Diria que é um bom resultado?
É um excelente resultando, até porque muito deste investimento foi feito em atividades produtivas. Temos esta vantagem competitiva de um Portugal sustentável - pioneiro na dupla transição energética e digital no contexto europeu. É um país que é reconhecido e que tem capacidade (instalada e em desenvolvimento) em termos de eletricidade renovável, energias descarbonizadas – que permite atrair grandes projetos de indústria pesada e de produtos de base verde e circular. Devido a esta disponibilidade, a grande indústria pesada que se localiza na Europa quer ser descarbonizada – quer ser eletrificada – e nós partimos com essa vantagem. Esta dupla transição tem também a componente digital: o país está a atrair cada vez mais cabos marítimos de telecomunicações – temos conectividades de fibra ótica transcontinental, temos ligação Portugal-Brasil, temos os projetos que ligam ao continente africano, temos o cabo que nos liga ao Mediterrâneo até Port Said, mas sobretudo que nos liga a Marselha, que é o grande centro de amarração do Mediterrâneo, e temos agora o cabo Nuvem, que liga os Estados Unidos à Europa e que amarra em Portugal. E isso chamou a conectividade do Interland, a conectividade de Madrid para Lisboa. Isto são investimentos muito importantes. Esta dupla transição energética e digital está a inspirar-nos para fazer uma ofensiva na atração na manufatura de semicondutores.
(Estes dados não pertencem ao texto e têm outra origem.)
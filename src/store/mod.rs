//! Persistent state: a single JSON document written atomically so a crash
//! mid-write can never leave a torn file. Unknown fields survive a
//! load/save cycle, allowing older builds to run against newer state.

use anyhow::{Context, Result};
use chrono::{DateTime, NaiveDate, Utc};
use serde::{Deserialize, Serialize};
use std::collections::HashMap;
use std::fs::{self, File};
use std::path::{Path, PathBuf};
use tracing::{error, info, warn};

use crate::domain::{AppOverride, RelayState};

pub const SCHEMA_VERSION: u32 = 2;

/// One day of accounting for an output.
#[derive(Debug, Clone, PartialEq, Serialize, Deserialize)]
pub struct DailyRecord {
    pub date: NaiveDate,
    pub on_seconds: i64,
    pub energy_wh: f64,
    pub cost: f64,
}

/// Persisted per-output state.
#[derive(Debug, Clone, PartialEq, Serialize, Deserialize)]
pub struct OutputState {
    #[serde(default = "unknown_relay")]
    pub relay: RelayState,
    #[serde(default)]
    pub last_change: Option<DateTime<Utc>>,
    #[serde(default)]
    pub on_seconds_today: i64,
    #[serde(default)]
    pub energy_wh_today: f64,
    #[serde(default)]
    pub cost_today: f64,
    #[serde(default)]
    pub shortfall_hours: f64,
    #[serde(default)]
    pub app_override: Option<AppOverride>,
    #[serde(default)]
    pub history: Vec<DailyRecord>,
    #[serde(default)]
    pub last_meter_w: Option<f64>,
    #[serde(default)]
    pub last_meter_at: Option<DateTime<Utc>>,
    #[serde(default)]
    pub last_contact: Option<DateTime<Utc>>,
    /// Last ingested session start for imported outputs.
    #[serde(default)]
    pub import_cursor: Option<DateTime<Utc>>,
    /// Fields written by newer builds, carried through untouched.
    #[serde(flatten)]
    pub extra: serde_json::Map<String, serde_json::Value>,
}

fn unknown_relay() -> RelayState {
    RelayState::Unknown
}

impl Default for OutputState {
    fn default() -> Self {
        Self {
            relay: RelayState::Unknown,
            last_change: None,
            on_seconds_today: 0,
            energy_wh_today: 0.0,
            cost_today: 0.0,
            shortfall_hours: 0.0,
            app_override: None,
            history: Vec::new(),
            last_meter_w: None,
            last_meter_at: None,
            last_contact: None,
            import_cursor: None,
            extra: serde_json::Map::new(),
        }
    }
}

#[derive(Debug, Clone, PartialEq, Serialize, Deserialize)]
pub struct StateMeta {
    pub schema_version: u32,
    pub written_at: DateTime<Utc>,
}

/// The whole state document.
#[derive(Debug, Clone, PartialEq, Serialize, Deserialize)]
pub struct PersistedState {
    #[serde(default)]
    pub outputs: HashMap<String, OutputState>,
    pub meta: StateMeta,
    #[serde(flatten)]
    pub extra: serde_json::Map<String, serde_json::Value>,
}

impl PersistedState {
    pub fn empty() -> Self {
        Self {
            outputs: HashMap::new(),
            meta: StateMeta {
                schema_version: SCHEMA_VERSION,
                written_at: Utc::now(),
            },
            extra: serde_json::Map::new(),
        }
    }

    pub fn output_mut(&mut self, name: &str) -> &mut OutputState {
        self.outputs.entry(name.to_string()).or_default()
    }
}

/// Owner of the state file. All writes go through [`StateStore::save`],
/// which serialises to a temp file, fsyncs and renames over the target.
#[derive(Debug, Clone)]
pub struct StateStore {
    path: PathBuf,
    days_of_history: u32,
}

impl StateStore {
    pub fn new(path: impl Into<PathBuf>, days_of_history: u32) -> Self {
        Self {
            path: path.into(),
            days_of_history,
        }
    }

    pub fn path(&self) -> &Path {
        &self.path
    }

    /// Load state at startup. A missing file yields empty state; a corrupt
    /// one is backed up with a timestamp suffix and replaced by empty
    /// state with a startup warning.
    pub fn load(&self) -> Result<PersistedState> {
        let text = match fs::read_to_string(&self.path) {
            Ok(text) => text,
            Err(e) if e.kind() == std::io::ErrorKind::NotFound => {
                info!(path = %self.path.display(), "no state file yet, starting fresh");
                return Ok(PersistedState::empty());
            }
            Err(e) => {
                return Err(e).with_context(|| {
                    format!("failed to read state file {}", self.path.display())
                })
            }
        };

        match serde_json::from_str::<PersistedState>(&text) {
            Ok(state) => Ok(state),
            Err(e) => {
                let backup = self.backup_path();
                error!(
                    error = %e,
                    backup = %backup.display(),
                    "state file is corrupt; backing it up and starting fresh"
                );
                if let Err(copy_err) = fs::copy(&self.path, &backup) {
                    warn!(error = %copy_err, "could not back up corrupt state file");
                }
                Ok(PersistedState::empty())
            }
        }
    }

    /// Persist the document. History rings are truncated to the configured
    /// depth and `meta.written_at` is refreshed before serialising.
    pub fn save(&self, state: &mut PersistedState) -> Result<()> {
        for output in state.outputs.values_mut() {
            let keep = self.days_of_history as usize;
            if output.history.len() > keep {
                let drop = output.history.len() - keep;
                output.history.drain(..drop);
            }
        }
        state.meta.schema_version = SCHEMA_VERSION;
        state.meta.written_at = Utc::now();

        let json = serde_json::to_vec_pretty(state).context("failed to serialise state")?;
        self.write_atomic(&json)
            .with_context(|| format!("failed to write state file {}", self.path.display()))
    }

    fn write_atomic(&self, bytes: &[u8]) -> Result<()> {
        write_atomic(&self.path, bytes)
    }

    fn backup_path(&self) -> PathBuf {
        let stamp = Utc::now().format("%Y%m%dT%H%M%S");
        let name = self
            .path
            .file_name()
            .map(|n| n.to_string_lossy().into_owned())
            .unwrap_or_else(|| "state.json".to_string());
        self.path.with_file_name(format!("{name}.corrupt-{stamp}"))
    }
}

/// Write bytes to `path` via a temp file in the same directory, fsync and
/// rename, so readers never observe a partial document.
pub(crate) fn write_atomic(path: &Path, bytes: &[u8]) -> Result<()> {
    let tmp = path.with_extension("tmp");
    {
        use std::io::Write;
        let mut f = File::create(&tmp)?;
        f.write_all(bytes)?;
        f.sync_all()?;
    }
    fs::rename(&tmp, path)?;
    Ok(())
}

#[cfg(test)]
mod tests {
    use super::*;
    use tempfile::tempdir;

    fn store_in(dir: &tempfile::TempDir) -> StateStore {
        StateStore::new(dir.path().join("state.json"), 3)
    }

    #[test]
    fn missing_file_loads_empty() {
        let dir = tempdir().unwrap();
        let store = store_in(&dir);
        let state = store.load().unwrap();
        assert!(state.outputs.is_empty());
    }

    #[test]
    fn save_then_load_round_trips() {
        let dir = tempdir().unwrap();
        let store = store_in(&dir);
        let mut state = PersistedState::empty();
        {
            let out = state.output_mut("pool-pump");
            out.relay = RelayState::On;
            out.on_seconds_today = 5400;
            out.shortfall_hours = 1.5;
        }
        store.save(&mut state).unwrap();

        let loaded = store.load().unwrap();
        let out = &loaded.outputs["pool-pump"];
        assert_eq!(out.relay, RelayState::On);
        assert_eq!(out.on_seconds_today, 5400);
        assert_eq!(out.shortfall_hours, 1.5);
    }

    #[test]
    fn corrupt_file_is_backed_up_and_replaced() {
        let dir = tempdir().unwrap();
        let store = store_in(&dir);
        fs::write(store.path(), b"{ not json").unwrap();

        let state = store.load().unwrap();
        assert!(state.outputs.is_empty());

        let backups: Vec<_> = fs::read_dir(dir.path())
            .unwrap()
            .filter_map(|e| e.ok())
            .filter(|e| e.file_name().to_string_lossy().contains("corrupt"))
            .collect();
        assert_eq!(backups.len(), 1);
    }

    #[test]
    fn history_ring_is_truncated_on_save() {
        let dir = tempdir().unwrap();
        let store = store_in(&dir);
        let mut state = PersistedState::empty();
        let out = state.output_mut("pool-pump");
        for day in 1..=10 {
            out.history.push(DailyRecord {
                date: NaiveDate::from_ymd_opt(2025, 6, day).unwrap(),
                on_seconds: 3600,
                energy_wh: 1000.0,
                cost: 25.0,
            });
        }
        store.save(&mut state).unwrap();

        let loaded = store.load().unwrap();
        let history = &loaded.outputs["pool-pump"].history;
        assert_eq!(history.len(), 3);
        // Oldest rows dropped, newest kept.
        assert_eq!(history[0].date, NaiveDate::from_ymd_opt(2025, 6, 8).unwrap());
    }

    #[test]
    fn unknown_fields_survive_rewrite() {
        let dir = tempdir().unwrap();
        let store = store_in(&dir);
        let doc = serde_json::json!({
            "outputs": {
                "pool-pump": {
                    "relay": "off",
                    "future_field": {"nested": true}
                }
            },
            "meta": {"schema_version": 99, "written_at": "2025-06-01T00:00:00Z"},
            "top_level_extra": [1, 2, 3]
        });
        fs::write(store.path(), serde_json::to_vec(&doc).unwrap()).unwrap();

        let mut state = store.load().unwrap();
        assert!(state.outputs["pool-pump"].extra.contains_key("future_field"));
        store.save(&mut state).unwrap();

        let raw: serde_json::Value =
            serde_json::from_str(&fs::read_to_string(store.path()).unwrap()).unwrap();
        assert_eq!(raw["outputs"]["pool-pump"]["future_field"]["nested"], true);
        assert_eq!(raw["top_level_extra"][0], 1);
    }
}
Um sector de importância decisiva...
Temos na semana que vem uma missão à Coreia do Sul e ao Japão onde vamos apresentar Portugal como um destino para o investimento na manufatura de semicondutores. Vamos fazer uma proposta de valor com base no nosso novo Regime Contratual de Investimento para tentar atrair para Portugal o fabrico de semicondutores. Foi aprovado no passado dia 22 uma nova resolução do Conselho de Ministros sobre o Regime Contratual de Investimento destinado aos investimentos em sectores estratégicos ao abrigo do Quadro Temporário de Crise e Transição da Comissão Europeia – com um montante que deverá rondar inicialmente os mil milhões de euros, e que é uma segunda resolução – uma vez que já tínhamos outra de abril de 2023, que lançou este regime com 150 milhões de euros por ano. E esse já tem um aviso aberto desde novembro do ano passado até 31 de dezembro de 2024. Estas duas resoluções são as que nos permitirão conseguir os grandes projetos de investimento. Os números do stock de IDE refletem também o trabalho da AICEP.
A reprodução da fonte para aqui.